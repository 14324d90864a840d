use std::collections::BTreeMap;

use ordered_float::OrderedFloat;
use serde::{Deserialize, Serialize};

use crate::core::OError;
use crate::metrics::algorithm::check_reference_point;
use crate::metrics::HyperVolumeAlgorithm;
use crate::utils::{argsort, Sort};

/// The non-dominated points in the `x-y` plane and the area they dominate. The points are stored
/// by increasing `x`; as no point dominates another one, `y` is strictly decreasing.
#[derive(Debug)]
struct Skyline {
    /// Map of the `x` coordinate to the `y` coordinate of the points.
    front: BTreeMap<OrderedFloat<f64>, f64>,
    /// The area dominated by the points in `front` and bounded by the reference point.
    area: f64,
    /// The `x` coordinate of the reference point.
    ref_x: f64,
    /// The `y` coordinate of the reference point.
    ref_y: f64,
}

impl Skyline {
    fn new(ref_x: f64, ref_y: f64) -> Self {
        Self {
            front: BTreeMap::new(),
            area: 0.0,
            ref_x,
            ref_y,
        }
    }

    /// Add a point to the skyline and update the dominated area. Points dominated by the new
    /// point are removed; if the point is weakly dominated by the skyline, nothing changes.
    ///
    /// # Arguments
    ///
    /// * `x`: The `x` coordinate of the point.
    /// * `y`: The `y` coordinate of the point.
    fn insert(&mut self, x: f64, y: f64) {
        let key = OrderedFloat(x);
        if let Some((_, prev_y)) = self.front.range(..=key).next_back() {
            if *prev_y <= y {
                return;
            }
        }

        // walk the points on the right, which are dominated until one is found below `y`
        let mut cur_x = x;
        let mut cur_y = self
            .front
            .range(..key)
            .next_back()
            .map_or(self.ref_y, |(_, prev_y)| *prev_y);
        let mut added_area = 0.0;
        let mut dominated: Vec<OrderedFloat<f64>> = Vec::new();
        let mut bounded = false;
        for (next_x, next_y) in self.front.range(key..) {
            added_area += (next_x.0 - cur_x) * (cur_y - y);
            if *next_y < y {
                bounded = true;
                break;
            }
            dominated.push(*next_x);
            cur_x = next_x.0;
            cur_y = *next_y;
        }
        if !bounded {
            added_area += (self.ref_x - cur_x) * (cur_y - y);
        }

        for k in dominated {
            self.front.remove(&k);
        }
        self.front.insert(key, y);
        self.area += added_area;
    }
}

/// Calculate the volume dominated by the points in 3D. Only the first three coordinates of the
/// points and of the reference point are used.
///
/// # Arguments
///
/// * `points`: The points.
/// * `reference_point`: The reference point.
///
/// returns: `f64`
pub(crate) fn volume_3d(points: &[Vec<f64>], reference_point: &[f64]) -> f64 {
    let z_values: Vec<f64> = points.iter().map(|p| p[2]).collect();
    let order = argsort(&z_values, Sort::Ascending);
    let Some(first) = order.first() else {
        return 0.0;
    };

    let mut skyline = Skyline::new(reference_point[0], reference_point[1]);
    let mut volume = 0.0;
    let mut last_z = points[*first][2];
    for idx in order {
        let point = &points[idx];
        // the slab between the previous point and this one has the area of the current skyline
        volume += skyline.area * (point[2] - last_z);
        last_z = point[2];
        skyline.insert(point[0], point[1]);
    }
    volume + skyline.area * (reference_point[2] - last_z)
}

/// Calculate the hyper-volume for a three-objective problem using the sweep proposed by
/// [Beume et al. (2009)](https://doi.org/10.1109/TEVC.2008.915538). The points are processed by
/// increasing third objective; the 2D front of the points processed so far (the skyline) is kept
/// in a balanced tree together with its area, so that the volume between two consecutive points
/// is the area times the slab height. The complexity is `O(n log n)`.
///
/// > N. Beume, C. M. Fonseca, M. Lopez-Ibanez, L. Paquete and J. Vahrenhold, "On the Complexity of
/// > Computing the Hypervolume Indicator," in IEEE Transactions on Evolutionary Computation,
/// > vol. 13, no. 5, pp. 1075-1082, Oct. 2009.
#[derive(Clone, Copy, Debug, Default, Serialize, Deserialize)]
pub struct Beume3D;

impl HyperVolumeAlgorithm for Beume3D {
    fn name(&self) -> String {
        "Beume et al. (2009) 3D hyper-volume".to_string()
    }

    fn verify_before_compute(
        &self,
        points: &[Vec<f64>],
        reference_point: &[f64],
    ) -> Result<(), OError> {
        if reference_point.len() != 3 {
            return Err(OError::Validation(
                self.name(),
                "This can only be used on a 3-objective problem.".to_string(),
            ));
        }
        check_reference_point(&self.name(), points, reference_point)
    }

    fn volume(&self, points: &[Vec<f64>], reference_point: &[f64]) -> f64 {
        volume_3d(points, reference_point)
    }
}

--

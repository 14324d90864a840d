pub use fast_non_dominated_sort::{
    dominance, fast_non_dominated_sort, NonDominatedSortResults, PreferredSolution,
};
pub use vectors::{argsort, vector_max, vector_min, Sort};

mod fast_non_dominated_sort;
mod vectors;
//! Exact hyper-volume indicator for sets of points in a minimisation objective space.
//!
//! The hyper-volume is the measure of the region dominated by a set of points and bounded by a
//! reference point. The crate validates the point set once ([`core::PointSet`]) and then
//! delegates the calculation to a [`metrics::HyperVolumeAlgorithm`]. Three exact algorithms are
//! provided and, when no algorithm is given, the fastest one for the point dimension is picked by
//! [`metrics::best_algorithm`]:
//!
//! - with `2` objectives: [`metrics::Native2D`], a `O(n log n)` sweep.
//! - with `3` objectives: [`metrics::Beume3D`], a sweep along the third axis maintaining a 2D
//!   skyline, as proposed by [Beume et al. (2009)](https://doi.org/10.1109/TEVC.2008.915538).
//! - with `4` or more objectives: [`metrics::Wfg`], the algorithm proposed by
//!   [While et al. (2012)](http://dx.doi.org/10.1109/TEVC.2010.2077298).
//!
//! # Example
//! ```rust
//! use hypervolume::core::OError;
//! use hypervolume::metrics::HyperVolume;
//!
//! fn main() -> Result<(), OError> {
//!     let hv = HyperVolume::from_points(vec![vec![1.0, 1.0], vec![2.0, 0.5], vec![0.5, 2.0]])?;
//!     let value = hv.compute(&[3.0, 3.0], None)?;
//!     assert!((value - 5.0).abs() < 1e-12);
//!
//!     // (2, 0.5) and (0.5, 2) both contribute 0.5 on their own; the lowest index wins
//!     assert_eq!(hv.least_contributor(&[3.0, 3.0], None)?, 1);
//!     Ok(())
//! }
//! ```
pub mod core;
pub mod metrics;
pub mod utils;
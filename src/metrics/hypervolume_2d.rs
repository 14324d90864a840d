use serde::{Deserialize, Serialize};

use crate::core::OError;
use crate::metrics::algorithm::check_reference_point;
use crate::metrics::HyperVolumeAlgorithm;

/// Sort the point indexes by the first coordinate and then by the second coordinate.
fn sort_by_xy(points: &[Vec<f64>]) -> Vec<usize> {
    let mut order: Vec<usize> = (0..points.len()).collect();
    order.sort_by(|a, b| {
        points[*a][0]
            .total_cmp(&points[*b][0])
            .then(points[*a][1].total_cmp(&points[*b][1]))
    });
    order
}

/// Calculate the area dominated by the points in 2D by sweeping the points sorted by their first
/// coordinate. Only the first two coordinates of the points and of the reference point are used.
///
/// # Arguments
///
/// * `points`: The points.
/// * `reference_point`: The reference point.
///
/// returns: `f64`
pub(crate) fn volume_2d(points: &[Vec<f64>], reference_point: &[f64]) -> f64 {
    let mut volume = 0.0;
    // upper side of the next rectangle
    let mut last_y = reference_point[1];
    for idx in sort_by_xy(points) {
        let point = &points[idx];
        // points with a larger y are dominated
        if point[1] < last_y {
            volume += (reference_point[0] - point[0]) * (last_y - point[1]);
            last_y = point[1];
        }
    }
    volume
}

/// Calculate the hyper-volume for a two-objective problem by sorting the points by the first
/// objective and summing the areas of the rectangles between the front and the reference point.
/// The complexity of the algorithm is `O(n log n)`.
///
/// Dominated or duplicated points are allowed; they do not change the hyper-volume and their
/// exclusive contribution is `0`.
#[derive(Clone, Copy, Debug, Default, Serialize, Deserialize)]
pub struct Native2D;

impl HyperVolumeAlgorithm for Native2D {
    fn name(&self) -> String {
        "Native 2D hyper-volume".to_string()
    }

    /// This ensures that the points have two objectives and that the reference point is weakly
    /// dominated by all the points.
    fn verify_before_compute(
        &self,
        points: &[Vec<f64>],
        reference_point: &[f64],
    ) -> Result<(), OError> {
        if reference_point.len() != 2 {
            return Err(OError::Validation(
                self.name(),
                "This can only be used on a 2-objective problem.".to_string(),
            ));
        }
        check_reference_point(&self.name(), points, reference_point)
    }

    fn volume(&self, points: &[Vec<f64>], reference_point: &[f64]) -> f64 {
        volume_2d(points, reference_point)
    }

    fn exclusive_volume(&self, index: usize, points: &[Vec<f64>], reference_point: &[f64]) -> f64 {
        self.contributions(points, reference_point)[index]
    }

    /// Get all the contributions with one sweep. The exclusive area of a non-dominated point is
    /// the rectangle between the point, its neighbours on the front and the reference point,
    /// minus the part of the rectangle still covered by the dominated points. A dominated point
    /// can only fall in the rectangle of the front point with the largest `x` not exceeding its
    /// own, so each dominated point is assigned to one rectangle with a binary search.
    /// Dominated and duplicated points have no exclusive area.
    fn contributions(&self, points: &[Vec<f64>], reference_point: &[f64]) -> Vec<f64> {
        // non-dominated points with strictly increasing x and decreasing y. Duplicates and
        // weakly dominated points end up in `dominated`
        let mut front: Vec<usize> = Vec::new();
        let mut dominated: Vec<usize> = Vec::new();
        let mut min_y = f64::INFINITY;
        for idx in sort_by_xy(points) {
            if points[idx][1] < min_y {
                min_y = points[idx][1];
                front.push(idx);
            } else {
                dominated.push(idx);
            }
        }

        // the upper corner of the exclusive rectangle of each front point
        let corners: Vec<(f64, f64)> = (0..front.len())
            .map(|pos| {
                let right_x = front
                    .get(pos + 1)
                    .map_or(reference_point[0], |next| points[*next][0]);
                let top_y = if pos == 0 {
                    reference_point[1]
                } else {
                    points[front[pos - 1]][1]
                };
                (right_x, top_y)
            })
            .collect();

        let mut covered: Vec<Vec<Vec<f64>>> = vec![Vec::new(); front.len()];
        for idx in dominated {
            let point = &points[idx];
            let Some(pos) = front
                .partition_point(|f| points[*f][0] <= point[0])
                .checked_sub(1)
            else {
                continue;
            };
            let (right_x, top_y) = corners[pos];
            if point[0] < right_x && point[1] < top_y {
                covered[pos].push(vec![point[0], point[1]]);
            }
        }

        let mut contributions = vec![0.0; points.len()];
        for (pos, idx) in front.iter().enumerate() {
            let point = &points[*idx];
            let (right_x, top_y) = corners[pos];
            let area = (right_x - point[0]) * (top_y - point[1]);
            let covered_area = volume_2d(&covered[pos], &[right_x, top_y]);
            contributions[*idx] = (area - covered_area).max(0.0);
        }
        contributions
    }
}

--

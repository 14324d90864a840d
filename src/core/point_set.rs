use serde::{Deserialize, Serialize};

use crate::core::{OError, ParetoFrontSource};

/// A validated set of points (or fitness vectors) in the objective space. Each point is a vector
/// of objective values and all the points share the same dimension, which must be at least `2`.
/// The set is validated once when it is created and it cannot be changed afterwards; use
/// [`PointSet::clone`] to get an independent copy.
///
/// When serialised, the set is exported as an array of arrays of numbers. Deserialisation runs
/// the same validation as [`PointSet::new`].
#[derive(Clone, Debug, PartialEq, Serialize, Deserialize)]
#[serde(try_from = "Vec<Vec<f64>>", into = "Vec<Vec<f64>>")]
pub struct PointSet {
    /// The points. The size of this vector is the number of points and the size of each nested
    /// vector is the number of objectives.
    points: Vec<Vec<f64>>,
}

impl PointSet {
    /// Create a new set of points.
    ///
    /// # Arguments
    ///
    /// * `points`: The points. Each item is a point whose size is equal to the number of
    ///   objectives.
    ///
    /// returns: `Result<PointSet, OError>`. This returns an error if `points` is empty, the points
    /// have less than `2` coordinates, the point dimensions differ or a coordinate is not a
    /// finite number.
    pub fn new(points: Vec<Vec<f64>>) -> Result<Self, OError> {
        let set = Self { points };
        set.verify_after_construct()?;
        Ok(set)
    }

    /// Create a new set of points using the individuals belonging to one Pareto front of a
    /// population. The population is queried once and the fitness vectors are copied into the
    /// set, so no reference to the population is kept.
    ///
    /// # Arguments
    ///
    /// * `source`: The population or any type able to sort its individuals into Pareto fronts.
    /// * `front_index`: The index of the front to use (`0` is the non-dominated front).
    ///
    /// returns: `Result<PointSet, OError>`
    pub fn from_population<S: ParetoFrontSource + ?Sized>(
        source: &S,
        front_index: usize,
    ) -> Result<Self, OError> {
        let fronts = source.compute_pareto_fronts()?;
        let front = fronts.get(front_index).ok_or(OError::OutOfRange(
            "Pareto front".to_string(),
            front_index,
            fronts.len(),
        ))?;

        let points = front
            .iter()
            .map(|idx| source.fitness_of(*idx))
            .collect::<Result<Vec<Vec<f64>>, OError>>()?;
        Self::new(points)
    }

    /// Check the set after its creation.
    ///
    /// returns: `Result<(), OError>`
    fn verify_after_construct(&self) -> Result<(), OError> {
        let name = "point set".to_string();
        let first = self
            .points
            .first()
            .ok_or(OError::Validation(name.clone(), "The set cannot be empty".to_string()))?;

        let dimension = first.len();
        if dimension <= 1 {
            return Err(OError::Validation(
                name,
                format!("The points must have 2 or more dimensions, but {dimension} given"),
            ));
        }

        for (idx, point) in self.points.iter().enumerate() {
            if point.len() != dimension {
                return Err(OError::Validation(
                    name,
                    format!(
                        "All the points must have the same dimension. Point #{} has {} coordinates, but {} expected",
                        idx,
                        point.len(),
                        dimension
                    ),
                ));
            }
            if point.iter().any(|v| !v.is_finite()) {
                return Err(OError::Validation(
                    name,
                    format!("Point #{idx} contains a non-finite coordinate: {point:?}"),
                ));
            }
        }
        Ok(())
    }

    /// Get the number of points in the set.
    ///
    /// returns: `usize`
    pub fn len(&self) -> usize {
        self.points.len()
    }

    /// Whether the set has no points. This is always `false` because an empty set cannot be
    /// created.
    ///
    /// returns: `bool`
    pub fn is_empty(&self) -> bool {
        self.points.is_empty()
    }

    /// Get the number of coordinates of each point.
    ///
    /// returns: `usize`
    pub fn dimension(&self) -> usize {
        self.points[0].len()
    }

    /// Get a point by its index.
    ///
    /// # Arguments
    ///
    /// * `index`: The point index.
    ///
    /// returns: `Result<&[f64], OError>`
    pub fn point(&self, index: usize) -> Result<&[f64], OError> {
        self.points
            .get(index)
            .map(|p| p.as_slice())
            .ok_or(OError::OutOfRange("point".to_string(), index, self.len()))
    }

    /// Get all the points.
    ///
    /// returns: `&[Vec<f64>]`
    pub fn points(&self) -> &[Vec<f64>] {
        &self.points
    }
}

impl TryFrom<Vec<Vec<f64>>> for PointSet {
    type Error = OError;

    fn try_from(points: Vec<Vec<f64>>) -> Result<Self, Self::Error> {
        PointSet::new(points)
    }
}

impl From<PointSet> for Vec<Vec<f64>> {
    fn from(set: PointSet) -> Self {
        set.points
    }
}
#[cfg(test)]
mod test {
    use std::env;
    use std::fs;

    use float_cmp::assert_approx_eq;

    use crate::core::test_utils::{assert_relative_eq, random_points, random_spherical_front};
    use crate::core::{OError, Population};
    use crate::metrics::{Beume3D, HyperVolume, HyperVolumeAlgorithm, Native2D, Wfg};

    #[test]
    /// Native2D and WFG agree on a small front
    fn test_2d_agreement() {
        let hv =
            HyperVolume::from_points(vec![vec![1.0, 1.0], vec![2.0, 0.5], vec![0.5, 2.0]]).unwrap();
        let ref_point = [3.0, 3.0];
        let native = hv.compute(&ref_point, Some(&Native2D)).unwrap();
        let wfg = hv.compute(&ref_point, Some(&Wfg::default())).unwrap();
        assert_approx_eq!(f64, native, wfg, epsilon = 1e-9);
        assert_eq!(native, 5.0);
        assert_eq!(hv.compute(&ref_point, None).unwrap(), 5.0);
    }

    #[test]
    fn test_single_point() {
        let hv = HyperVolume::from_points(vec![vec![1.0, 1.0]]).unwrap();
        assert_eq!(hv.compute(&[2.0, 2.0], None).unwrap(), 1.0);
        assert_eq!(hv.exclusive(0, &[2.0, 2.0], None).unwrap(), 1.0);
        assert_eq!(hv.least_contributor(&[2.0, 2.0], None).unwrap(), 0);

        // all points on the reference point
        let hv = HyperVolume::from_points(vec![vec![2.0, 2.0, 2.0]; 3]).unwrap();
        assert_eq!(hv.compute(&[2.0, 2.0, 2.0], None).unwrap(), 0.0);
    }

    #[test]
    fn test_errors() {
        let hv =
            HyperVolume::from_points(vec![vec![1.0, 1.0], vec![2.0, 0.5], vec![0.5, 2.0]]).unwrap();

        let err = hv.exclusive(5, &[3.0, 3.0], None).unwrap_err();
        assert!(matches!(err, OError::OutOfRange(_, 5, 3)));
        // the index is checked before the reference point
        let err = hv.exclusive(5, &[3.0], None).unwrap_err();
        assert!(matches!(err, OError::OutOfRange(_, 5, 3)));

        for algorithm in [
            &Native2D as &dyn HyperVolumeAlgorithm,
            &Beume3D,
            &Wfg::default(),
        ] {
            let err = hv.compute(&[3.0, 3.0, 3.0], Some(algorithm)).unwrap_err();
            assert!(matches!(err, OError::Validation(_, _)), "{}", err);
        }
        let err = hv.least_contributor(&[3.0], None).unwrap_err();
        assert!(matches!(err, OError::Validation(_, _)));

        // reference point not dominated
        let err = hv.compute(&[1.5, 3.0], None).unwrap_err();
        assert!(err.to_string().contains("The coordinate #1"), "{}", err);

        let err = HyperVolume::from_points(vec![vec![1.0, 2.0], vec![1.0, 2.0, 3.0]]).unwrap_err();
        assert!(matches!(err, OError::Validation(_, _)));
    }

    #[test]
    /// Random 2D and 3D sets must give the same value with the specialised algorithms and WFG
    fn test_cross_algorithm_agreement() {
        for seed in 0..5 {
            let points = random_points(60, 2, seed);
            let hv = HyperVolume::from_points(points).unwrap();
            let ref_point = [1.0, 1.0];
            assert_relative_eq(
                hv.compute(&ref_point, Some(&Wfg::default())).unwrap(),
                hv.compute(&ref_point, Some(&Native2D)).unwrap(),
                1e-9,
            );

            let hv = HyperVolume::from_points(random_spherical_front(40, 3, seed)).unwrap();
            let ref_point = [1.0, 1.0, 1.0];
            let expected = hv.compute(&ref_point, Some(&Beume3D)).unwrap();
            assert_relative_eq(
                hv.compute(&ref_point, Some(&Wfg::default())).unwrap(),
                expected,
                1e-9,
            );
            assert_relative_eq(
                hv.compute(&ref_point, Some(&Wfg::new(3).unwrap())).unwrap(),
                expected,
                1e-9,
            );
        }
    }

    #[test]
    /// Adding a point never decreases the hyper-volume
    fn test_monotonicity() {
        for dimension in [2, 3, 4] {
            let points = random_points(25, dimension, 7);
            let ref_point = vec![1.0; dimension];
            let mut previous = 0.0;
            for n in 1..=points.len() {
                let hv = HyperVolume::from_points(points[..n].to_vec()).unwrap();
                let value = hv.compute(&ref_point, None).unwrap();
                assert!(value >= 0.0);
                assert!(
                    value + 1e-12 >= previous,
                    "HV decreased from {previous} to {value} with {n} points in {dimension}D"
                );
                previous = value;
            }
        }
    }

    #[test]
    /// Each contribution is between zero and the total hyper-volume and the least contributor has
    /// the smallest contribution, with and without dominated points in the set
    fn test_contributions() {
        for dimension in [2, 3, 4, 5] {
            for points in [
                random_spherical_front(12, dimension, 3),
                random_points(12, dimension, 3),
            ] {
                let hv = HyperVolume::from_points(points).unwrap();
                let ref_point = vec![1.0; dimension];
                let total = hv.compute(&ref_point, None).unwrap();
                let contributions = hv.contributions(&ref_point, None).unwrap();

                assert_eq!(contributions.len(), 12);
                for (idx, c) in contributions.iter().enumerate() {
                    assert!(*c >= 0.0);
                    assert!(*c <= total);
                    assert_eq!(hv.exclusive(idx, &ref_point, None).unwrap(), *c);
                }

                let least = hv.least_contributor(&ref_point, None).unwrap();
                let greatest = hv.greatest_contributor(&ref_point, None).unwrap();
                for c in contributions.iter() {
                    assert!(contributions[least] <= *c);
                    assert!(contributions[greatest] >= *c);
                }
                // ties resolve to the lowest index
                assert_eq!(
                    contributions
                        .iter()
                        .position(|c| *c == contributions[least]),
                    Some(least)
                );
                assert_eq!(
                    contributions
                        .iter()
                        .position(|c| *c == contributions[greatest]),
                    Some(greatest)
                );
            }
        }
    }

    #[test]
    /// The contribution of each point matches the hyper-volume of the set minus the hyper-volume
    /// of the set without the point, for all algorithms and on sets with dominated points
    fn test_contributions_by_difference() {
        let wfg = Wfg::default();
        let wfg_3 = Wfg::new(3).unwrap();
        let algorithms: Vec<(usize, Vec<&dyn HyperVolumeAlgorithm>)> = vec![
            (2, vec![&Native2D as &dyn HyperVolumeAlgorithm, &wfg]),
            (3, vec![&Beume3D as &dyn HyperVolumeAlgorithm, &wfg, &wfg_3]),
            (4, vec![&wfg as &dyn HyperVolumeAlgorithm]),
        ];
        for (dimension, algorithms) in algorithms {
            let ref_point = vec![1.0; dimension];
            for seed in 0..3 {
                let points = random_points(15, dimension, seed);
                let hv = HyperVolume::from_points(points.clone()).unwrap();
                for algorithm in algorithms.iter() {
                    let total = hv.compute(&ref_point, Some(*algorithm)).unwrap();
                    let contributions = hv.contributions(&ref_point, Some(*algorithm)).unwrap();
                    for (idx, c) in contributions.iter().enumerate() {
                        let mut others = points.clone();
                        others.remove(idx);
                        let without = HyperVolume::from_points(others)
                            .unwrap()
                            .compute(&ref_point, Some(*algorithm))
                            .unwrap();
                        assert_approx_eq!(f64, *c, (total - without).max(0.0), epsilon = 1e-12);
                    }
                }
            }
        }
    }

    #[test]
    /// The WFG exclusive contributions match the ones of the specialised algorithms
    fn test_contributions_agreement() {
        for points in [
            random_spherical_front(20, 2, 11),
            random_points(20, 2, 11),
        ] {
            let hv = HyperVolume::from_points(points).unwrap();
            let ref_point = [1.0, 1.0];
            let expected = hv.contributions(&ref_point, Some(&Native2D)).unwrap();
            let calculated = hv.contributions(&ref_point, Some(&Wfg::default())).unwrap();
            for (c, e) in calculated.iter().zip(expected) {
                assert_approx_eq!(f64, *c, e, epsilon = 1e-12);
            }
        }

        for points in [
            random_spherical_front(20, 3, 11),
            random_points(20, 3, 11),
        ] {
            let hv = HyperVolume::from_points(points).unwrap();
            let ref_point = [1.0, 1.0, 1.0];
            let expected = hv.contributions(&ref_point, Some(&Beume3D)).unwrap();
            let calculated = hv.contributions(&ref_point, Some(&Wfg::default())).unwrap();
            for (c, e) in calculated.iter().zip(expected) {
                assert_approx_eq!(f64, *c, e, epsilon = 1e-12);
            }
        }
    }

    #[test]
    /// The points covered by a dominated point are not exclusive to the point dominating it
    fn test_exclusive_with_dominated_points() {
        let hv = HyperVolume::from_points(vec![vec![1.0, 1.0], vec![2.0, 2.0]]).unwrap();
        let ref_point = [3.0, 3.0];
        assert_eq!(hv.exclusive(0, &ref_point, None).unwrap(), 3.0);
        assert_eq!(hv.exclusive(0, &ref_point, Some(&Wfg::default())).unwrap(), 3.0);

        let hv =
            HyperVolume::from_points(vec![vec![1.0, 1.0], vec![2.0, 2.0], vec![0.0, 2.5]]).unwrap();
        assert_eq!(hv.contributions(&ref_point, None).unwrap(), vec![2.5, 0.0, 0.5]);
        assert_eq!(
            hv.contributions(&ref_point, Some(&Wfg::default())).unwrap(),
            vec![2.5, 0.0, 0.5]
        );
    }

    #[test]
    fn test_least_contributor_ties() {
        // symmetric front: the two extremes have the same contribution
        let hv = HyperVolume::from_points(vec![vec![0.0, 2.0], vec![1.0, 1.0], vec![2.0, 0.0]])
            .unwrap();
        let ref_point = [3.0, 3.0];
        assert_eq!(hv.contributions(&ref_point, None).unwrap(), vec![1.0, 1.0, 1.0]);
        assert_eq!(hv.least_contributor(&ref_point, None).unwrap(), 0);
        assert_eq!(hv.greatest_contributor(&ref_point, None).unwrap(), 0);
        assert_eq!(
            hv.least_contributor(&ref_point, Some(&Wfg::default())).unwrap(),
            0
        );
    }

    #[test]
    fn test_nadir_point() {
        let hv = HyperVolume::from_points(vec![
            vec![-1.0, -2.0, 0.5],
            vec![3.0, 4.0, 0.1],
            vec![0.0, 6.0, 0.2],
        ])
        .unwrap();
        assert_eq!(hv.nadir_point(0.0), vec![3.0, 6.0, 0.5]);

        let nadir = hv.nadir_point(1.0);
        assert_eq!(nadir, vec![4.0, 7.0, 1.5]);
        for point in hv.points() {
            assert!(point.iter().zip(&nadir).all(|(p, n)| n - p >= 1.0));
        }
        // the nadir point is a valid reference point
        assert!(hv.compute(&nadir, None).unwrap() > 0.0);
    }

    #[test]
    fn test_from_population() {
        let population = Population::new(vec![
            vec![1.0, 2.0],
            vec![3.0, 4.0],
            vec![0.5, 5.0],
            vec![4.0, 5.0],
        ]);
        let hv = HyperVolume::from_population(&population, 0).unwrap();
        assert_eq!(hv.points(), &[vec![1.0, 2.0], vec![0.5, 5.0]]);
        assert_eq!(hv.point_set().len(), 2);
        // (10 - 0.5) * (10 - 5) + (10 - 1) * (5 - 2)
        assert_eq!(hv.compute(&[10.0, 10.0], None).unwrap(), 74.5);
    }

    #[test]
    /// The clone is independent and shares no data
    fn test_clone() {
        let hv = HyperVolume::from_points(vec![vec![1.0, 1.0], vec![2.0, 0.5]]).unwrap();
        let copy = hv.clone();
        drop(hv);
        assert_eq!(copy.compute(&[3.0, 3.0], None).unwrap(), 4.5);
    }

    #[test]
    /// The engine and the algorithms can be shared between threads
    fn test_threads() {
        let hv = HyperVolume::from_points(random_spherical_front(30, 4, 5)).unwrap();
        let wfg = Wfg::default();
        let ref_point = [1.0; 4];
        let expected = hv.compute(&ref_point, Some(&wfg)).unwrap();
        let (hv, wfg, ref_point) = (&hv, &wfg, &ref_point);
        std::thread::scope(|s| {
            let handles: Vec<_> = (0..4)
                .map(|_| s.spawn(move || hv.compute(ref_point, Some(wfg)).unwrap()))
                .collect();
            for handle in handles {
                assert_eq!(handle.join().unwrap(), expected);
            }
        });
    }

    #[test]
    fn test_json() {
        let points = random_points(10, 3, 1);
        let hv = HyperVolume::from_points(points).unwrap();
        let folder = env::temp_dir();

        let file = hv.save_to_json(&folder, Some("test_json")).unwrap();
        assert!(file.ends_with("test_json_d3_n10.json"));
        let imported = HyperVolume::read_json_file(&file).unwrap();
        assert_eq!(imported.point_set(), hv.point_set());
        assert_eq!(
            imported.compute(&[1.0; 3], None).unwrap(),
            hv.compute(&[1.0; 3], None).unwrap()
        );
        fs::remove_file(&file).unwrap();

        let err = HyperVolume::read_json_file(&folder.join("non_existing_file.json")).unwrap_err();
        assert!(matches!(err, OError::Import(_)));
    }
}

→ **Work instruction**: List all lines in the material containing the string "decreasing".

→ **Answer to the exercise**:
/// by increasing `x`; as no point dominates another one, `y` is strictly decreasing.
        // non-dominated points with strictly increasing x and decreasing y. Duplicates and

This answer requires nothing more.